How to complete this task: Reproduce the data exactly, leaving nothing out.
*** Extracted data Section Begins ***
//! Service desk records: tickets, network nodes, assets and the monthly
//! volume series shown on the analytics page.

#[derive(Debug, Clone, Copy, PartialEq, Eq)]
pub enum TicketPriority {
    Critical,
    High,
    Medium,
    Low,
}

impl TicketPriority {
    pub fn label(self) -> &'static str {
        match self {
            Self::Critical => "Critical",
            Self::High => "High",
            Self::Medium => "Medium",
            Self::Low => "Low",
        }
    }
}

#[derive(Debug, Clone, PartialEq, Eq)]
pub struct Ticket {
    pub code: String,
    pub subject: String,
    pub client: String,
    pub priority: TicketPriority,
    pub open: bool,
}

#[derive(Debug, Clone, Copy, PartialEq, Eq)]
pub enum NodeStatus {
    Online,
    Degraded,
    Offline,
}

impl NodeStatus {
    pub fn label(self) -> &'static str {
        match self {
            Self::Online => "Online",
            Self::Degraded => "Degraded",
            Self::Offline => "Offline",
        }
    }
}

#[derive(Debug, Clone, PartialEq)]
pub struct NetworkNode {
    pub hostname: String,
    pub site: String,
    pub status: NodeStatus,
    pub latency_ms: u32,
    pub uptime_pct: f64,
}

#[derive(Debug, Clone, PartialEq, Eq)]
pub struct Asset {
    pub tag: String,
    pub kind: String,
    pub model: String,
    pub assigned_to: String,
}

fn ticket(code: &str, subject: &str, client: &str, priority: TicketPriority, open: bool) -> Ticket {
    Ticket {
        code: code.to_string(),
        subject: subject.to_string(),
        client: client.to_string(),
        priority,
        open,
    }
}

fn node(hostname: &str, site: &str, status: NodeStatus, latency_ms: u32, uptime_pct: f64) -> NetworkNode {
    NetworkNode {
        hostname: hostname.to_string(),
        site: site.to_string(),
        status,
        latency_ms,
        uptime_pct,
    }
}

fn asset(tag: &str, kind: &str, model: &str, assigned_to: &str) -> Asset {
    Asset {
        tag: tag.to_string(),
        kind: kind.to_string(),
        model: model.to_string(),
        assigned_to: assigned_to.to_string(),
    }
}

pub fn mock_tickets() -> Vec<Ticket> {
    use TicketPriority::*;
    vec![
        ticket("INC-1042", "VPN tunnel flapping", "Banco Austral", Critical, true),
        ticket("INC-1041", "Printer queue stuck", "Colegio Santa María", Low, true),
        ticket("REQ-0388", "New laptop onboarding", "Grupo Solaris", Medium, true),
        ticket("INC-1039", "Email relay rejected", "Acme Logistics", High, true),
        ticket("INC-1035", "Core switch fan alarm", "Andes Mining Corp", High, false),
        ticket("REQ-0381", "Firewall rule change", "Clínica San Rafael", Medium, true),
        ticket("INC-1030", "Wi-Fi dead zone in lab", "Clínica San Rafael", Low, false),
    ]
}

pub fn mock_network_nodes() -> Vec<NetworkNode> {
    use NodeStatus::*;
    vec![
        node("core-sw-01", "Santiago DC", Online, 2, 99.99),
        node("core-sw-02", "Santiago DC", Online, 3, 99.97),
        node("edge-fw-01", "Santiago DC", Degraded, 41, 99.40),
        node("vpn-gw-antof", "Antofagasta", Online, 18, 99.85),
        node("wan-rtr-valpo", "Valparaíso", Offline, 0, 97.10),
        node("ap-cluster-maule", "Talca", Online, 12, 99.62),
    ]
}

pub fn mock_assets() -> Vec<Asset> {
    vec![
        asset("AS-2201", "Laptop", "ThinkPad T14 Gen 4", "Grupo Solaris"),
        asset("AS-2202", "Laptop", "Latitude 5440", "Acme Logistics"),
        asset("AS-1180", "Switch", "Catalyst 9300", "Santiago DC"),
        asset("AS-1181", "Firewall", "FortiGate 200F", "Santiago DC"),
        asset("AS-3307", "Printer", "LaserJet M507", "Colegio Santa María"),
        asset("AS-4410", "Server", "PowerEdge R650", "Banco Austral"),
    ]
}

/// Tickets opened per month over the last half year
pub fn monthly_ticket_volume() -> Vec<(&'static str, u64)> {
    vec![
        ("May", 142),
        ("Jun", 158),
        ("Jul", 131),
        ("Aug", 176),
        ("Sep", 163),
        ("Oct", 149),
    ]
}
*** Extracted data Section Ends ***
Output of the task:
//! Service desk records: tickets, network nodes, assets and the monthly
//! volume series shown on the analytics page.

#[derive(Debug, Clone, Copy, PartialEq, Eq)]
pub enum TicketPriority {
    Critical,
    High,
    Medium,
    Low,
}

impl TicketPriority {
    pub fn label(self) -> &'static str {
        match self {
            Self::Critical => "Critical",
            Self::High => "High",
            Self::Medium => "Medium",
            Self::Low => "Low",
        }
    }
}

#[derive(Debug, Clone, PartialEq, Eq)]
pub struct Ticket {
    pub code: String,
    pub subject: String,
    pub client: String,
    pub priority: TicketPriority,
    pub open: bool,
}

#[derive(Debug, Clone, Copy, PartialEq, Eq)]
pub enum NodeStatus {
    Online,
    Degraded,
    Offline,
}

impl NodeStatus {
    pub fn label(self) -> &'static str {
        match self {
            Self::Online => "Online",
            Self::Degraded => "Degraded",
            Self::Offline => "Offline",
        }
    }
}

#[derive(Debug, Clone, PartialEq)]
pub struct NetworkNode {
    pub hostname: String,
    pub site: String,
    pub status: NodeStatus,
    pub latency_ms: u32,
    pub uptime_pct: f64,
}

#[derive(Debug, Clone, PartialEq, Eq)]
pub struct Asset {
    pub tag: String,
    pub kind: String,
    pub model: String,
    pub assigned_to: String,
}

fn ticket(code: &str, subject: &str, client: &str, priority: TicketPriority, open: bool) -> Ticket {
    Ticket {
        code: code.to_string(),
        subject: subject.to_string(),
        client: client.to_string(),
        priority,
        open,
    }
}

fn node(hostname: &str, site: &str, status: NodeStatus, latency_ms: u32, uptime_pct: f64) -> NetworkNode {
    NetworkNode {
        hostname: hostname.to_string(),
        site: site.to_string(),
        status,
        latency_ms,
        uptime_pct,
    }
}

fn asset(tag: &str, kind: &str, model: &str, assigned_to: &str) -> Asset {
    Asset {
        tag: tag.to_string(),
        kind: kind.to_string(),
        model: model.to_string(),
        assigned_to: assigned_to.to_string(),
    }
}

pub fn mock_tickets() -> Vec<Ticket> {
    use TicketPriority::*;
    vec![
        ticket("INC-1042", "VPN tunnel flapping", "Banco Austral", Critical, true),
        ticket("INC-1041", "Printer queue stuck", "Colegio Santa María", Low, true),
        ticket("REQ-0388", "New laptop onboarding", "Grupo Solaris", Medium, true),
        ticket("INC-1039", "Email relay rejected", "Acme Logistics", High, true),
        ticket("INC-1035", "Core switch fan alarm", "Andes Mining Corp", High, false),
        ticket("REQ-0381", "Firewall rule change", "Clínica San Rafael", Medium, true),
        ticket("INC-1030", "Wi-Fi dead zone in lab", "Clínica San Rafael", Low, false),
    ]
}

pub fn mock_network_nodes() -> Vec<NetworkNode> {
    use NodeStatus::*;
    vec![
        node("core-sw-01", "Santiago DC", Online, 2, 99.99),
        node("core-sw-02", "Santiago DC", Online, 3, 99.97),
        node("edge-fw-01", "Santiago DC", Degraded, 41, 99.40),
        node("vpn-gw-antof", "Antofagasta", Online, 18, 99.85),
        node("wan-rtr-valpo", "Valparaíso", Offline, 0, 97.10),
        node("ap-cluster-maule", "Talca", Online, 12, 99.62),
    ]
}

pub fn mock_assets() -> Vec<Asset> {
    vec![
        asset("AS-2201", "Laptop", "ThinkPad T14 Gen 4", "Grupo Solaris"),
        asset("AS-2202", "Laptop", "Latitude 5440", "Acme Logistics"),
        asset("AS-1180", "Switch", "Catalyst 9300", "Santiago DC"),
        asset("AS-1181", "Firewall", "FortiGate 200F", "Santiago DC"),
        asset("AS-3307", "Printer", "LaserJet M507", "Colegio Santa María"),
        asset("AS-4410", "Server", "PowerEdge R650", "Banco Austral"),
    ]
}

/// Tickets opened per month over the last half year
pub fn monthly_ticket_volume() -> Vec<(&'static str, u64)> {
    vec![
        ("May", 142),
        ("Jun", 158),
        ("Jul", 131),
        ("Aug", 176),
        ("Sep", 163),
        ("Oct", 149),
    ]
}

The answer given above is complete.